• BRIEF: Please restate exactly what appears in the records below from the first line to the line where "StatusCode::INTERNAL_SERVER_ERROR" is, that line included.

(Stored items)
____
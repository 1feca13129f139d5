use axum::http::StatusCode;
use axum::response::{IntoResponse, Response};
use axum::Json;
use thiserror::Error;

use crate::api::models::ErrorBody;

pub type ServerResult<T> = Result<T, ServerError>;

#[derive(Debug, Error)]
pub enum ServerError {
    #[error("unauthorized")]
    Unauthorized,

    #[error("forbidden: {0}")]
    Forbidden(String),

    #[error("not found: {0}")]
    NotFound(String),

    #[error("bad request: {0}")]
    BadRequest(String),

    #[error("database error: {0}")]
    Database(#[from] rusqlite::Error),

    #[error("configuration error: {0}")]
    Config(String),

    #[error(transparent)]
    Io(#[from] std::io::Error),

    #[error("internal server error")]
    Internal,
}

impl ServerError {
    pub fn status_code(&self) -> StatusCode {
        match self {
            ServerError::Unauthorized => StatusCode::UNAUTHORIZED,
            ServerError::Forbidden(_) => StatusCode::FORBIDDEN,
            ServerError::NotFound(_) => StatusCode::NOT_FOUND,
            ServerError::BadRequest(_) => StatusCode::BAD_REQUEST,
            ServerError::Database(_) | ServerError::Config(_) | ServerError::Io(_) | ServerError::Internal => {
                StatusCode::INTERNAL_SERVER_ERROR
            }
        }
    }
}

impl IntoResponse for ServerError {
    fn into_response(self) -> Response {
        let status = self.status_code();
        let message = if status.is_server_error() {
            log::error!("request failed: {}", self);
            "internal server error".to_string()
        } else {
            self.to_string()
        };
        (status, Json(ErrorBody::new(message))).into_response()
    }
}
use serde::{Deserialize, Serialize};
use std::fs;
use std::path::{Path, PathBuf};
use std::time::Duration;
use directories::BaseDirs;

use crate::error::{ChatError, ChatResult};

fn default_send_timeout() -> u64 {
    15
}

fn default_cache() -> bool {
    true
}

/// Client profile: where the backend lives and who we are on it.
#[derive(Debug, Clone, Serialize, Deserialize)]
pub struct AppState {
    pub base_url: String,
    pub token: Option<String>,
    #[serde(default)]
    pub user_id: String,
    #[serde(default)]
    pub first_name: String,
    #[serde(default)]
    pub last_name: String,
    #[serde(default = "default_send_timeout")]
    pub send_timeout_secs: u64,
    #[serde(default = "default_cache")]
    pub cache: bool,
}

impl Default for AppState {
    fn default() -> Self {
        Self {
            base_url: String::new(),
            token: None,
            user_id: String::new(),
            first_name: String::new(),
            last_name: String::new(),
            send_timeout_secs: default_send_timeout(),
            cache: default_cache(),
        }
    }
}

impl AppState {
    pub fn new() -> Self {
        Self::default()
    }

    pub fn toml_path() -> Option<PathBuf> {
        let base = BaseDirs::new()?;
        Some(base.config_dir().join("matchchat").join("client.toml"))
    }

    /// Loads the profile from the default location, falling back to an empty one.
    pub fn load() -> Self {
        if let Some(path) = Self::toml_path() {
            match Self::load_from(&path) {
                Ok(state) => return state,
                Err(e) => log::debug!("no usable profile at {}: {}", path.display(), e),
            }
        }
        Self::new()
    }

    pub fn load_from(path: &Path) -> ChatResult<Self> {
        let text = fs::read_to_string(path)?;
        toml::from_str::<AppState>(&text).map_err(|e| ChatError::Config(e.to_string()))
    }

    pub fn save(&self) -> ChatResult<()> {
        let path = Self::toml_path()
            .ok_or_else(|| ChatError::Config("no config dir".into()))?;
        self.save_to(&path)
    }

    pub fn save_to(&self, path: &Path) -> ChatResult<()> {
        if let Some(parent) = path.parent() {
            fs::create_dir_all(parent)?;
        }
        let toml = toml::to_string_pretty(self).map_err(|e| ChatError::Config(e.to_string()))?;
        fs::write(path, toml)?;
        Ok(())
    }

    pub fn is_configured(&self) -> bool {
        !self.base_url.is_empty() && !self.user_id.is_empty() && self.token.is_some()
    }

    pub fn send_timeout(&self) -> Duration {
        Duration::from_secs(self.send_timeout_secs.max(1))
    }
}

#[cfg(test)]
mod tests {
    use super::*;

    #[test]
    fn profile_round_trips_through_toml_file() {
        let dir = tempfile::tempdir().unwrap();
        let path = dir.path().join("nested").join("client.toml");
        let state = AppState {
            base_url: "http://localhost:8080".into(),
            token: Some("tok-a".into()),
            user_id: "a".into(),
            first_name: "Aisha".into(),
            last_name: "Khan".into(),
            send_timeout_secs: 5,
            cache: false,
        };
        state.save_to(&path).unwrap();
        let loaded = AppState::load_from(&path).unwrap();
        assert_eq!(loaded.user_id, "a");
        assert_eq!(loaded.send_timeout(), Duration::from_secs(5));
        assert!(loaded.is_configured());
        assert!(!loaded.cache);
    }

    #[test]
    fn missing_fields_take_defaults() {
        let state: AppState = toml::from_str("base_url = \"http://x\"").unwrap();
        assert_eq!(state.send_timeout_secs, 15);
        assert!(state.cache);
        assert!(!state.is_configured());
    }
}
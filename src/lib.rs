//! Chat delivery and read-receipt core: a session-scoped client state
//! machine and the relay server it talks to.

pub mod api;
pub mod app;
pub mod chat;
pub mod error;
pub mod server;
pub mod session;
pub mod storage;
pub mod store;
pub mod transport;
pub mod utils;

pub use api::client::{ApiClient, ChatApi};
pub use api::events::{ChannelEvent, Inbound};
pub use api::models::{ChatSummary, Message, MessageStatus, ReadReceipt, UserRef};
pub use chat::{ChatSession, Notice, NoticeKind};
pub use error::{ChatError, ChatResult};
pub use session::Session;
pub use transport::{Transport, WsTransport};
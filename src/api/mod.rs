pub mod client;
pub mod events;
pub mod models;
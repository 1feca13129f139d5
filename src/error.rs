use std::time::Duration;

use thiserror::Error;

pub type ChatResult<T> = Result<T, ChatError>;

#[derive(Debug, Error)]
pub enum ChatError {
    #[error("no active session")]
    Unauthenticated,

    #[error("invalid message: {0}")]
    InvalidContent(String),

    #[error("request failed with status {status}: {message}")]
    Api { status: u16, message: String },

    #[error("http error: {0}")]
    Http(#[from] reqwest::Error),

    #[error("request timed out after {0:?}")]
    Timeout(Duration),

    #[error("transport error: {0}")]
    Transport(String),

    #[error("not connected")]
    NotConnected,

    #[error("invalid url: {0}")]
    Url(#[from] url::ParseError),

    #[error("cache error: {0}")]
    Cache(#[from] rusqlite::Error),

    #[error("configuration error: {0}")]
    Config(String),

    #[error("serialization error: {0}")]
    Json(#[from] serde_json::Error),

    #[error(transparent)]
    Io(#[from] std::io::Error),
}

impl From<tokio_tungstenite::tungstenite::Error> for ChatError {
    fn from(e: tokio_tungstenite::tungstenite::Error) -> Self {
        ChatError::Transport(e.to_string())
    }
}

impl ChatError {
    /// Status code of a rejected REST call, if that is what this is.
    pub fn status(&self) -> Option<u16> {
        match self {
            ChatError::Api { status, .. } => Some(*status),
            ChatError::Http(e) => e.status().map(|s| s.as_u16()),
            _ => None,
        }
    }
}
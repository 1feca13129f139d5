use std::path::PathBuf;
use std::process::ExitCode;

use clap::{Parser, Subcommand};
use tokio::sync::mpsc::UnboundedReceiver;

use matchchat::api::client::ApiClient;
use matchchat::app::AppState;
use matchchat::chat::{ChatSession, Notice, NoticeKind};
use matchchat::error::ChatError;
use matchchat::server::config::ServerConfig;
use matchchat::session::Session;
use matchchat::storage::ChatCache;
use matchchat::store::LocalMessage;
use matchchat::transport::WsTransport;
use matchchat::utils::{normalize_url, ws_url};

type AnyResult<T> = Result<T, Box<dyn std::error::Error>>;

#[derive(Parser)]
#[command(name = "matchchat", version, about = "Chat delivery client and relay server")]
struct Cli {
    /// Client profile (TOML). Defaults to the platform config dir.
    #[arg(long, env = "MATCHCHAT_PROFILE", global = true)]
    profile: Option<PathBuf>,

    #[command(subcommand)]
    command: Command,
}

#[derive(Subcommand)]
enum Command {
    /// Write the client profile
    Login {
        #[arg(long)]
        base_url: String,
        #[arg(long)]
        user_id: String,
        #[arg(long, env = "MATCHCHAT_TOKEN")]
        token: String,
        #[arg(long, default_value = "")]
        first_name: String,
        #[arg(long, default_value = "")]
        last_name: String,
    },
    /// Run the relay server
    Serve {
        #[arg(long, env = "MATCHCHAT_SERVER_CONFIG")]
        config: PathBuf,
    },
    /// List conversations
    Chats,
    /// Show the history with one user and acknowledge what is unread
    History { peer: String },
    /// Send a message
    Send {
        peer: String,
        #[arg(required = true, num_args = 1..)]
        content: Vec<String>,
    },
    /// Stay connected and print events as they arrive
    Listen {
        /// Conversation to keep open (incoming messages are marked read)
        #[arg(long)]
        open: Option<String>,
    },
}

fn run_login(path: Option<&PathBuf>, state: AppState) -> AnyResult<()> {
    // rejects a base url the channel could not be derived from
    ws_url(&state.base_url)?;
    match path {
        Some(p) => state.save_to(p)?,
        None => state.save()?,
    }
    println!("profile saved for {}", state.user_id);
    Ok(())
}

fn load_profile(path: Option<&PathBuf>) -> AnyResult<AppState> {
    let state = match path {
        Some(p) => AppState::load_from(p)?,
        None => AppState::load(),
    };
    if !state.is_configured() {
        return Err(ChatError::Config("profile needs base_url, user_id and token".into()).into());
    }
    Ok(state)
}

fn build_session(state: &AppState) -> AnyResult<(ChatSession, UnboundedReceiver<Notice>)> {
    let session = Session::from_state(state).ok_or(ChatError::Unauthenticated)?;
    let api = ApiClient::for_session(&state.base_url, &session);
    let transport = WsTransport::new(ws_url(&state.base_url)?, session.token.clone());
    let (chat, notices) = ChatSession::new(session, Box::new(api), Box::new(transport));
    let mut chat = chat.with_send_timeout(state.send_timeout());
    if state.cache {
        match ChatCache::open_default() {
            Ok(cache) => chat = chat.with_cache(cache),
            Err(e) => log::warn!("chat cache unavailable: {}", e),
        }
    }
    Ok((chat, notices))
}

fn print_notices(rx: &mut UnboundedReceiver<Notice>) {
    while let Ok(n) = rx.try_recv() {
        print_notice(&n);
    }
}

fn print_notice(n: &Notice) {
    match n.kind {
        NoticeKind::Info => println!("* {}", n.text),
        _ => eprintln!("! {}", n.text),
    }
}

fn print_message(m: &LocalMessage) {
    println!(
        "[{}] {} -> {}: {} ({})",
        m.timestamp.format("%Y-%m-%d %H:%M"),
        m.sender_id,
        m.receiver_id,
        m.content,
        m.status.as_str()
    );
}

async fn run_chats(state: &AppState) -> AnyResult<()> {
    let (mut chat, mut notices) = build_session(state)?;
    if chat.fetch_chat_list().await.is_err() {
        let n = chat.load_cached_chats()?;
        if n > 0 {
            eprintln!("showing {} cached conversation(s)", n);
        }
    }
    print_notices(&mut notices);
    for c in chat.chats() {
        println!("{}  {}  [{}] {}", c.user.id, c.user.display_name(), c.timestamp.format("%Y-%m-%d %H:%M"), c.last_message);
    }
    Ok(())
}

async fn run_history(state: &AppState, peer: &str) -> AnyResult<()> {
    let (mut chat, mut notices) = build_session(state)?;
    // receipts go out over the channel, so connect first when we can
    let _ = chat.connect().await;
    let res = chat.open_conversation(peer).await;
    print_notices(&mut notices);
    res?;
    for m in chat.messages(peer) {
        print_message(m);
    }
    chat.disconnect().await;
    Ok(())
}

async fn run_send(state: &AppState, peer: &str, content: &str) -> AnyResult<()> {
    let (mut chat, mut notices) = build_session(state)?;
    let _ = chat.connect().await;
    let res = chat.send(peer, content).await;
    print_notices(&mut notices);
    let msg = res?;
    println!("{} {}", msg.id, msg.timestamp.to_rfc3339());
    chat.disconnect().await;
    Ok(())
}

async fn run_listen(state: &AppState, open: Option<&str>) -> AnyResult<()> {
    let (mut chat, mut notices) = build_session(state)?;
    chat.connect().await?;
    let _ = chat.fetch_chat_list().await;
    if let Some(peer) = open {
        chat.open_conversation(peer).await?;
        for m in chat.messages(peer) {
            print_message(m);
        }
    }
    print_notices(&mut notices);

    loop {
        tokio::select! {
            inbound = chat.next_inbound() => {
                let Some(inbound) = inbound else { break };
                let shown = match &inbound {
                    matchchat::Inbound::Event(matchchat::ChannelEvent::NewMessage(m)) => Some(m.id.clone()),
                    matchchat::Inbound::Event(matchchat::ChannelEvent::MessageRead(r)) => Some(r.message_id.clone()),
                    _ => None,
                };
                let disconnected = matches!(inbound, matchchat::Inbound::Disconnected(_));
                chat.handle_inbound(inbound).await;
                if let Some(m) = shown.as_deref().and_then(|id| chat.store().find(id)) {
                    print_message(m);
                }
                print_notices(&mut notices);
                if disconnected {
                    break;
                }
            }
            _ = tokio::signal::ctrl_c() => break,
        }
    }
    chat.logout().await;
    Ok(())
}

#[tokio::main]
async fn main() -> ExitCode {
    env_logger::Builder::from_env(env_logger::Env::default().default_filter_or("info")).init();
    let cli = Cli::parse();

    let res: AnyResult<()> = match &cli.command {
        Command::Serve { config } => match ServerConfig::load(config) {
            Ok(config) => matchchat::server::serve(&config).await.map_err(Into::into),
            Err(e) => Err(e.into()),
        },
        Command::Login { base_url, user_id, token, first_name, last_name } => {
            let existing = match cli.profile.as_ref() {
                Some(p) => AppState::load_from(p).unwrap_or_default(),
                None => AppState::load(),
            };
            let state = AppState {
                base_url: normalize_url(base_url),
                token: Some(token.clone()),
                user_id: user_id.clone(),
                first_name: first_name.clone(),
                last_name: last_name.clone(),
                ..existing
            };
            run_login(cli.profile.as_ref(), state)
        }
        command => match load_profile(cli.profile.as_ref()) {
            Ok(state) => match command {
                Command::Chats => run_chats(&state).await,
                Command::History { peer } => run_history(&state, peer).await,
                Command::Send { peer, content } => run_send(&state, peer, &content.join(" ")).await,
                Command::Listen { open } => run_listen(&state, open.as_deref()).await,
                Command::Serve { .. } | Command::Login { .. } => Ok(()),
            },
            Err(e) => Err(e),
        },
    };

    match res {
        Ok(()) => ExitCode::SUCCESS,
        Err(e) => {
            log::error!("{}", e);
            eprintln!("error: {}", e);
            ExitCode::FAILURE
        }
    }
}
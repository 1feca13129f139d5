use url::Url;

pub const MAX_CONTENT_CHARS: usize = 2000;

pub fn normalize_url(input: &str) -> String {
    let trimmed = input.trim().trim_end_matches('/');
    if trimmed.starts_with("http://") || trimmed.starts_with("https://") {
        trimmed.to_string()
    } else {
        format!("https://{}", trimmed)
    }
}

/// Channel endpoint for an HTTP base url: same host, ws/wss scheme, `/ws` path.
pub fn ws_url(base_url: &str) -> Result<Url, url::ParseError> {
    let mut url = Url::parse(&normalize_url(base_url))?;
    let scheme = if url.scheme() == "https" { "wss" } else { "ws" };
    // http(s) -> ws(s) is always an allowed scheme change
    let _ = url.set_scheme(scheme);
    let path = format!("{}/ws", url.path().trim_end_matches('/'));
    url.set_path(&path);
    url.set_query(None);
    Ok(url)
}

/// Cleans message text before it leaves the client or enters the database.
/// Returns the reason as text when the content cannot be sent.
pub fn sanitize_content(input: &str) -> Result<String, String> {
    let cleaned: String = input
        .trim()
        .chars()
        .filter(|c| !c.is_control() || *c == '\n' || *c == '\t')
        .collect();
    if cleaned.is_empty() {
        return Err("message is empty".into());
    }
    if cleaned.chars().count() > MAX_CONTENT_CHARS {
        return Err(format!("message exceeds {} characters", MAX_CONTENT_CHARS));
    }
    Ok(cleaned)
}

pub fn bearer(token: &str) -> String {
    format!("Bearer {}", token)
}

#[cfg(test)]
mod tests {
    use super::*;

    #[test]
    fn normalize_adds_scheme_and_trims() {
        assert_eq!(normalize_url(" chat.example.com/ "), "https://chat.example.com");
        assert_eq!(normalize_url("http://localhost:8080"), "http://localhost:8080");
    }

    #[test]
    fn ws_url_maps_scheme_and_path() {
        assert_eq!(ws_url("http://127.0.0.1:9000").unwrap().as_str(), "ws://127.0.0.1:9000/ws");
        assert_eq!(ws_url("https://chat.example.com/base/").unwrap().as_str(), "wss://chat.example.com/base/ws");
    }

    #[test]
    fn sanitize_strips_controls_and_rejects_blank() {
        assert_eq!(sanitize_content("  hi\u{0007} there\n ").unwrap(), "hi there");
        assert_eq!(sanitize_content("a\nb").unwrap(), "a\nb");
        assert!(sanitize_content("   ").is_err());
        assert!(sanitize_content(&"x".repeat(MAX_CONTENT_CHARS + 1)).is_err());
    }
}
____
• RESULT BELOW:
repository 1feca13129f139d5
use axum::http::StatusCode;
use axum::response::{IntoResponse, Response};
use axum::Json;
use thiserror::Error;

use crate::api::models::ErrorBody;

pub type ServerResult<T> = Result<T, ServerError>;

#[derive(Debug, Error)]
pub enum ServerError {
    #[error("unauthorized")]
    Unauthorized,

    #[error("forbidden: {0}")]
    Forbidden(String),

    #[error("not found: {0}")]
    NotFound(String),

    #[error("bad request: {0}")]
    BadRequest(String),

    #[error("database error: {0}")]
    Database(#[from] rusqlite::Error),

    #[error("configuration error: {0}")]
    Config(String),

    #[error(transparent)]
    Io(#[from] std::io::Error),

    #[error("internal server error")]
    Internal,
}

impl ServerError {
    pub fn status_code(&self) -> StatusCode {
        match self {
            ServerError::Unauthorized => StatusCode::UNAUTHORIZED,
            ServerError::Forbidden(_) => StatusCode::FORBIDDEN,
            ServerError::NotFound(_) => StatusCode::NOT_FOUND,
            ServerError::BadRequest(_) => StatusCode::BAD_REQUEST,
            ServerError::Database(_) | ServerError::Config(_) | ServerError::Io(_) | ServerError::Internal => {
                StatusCode::INTERNAL_SERVER_ERROR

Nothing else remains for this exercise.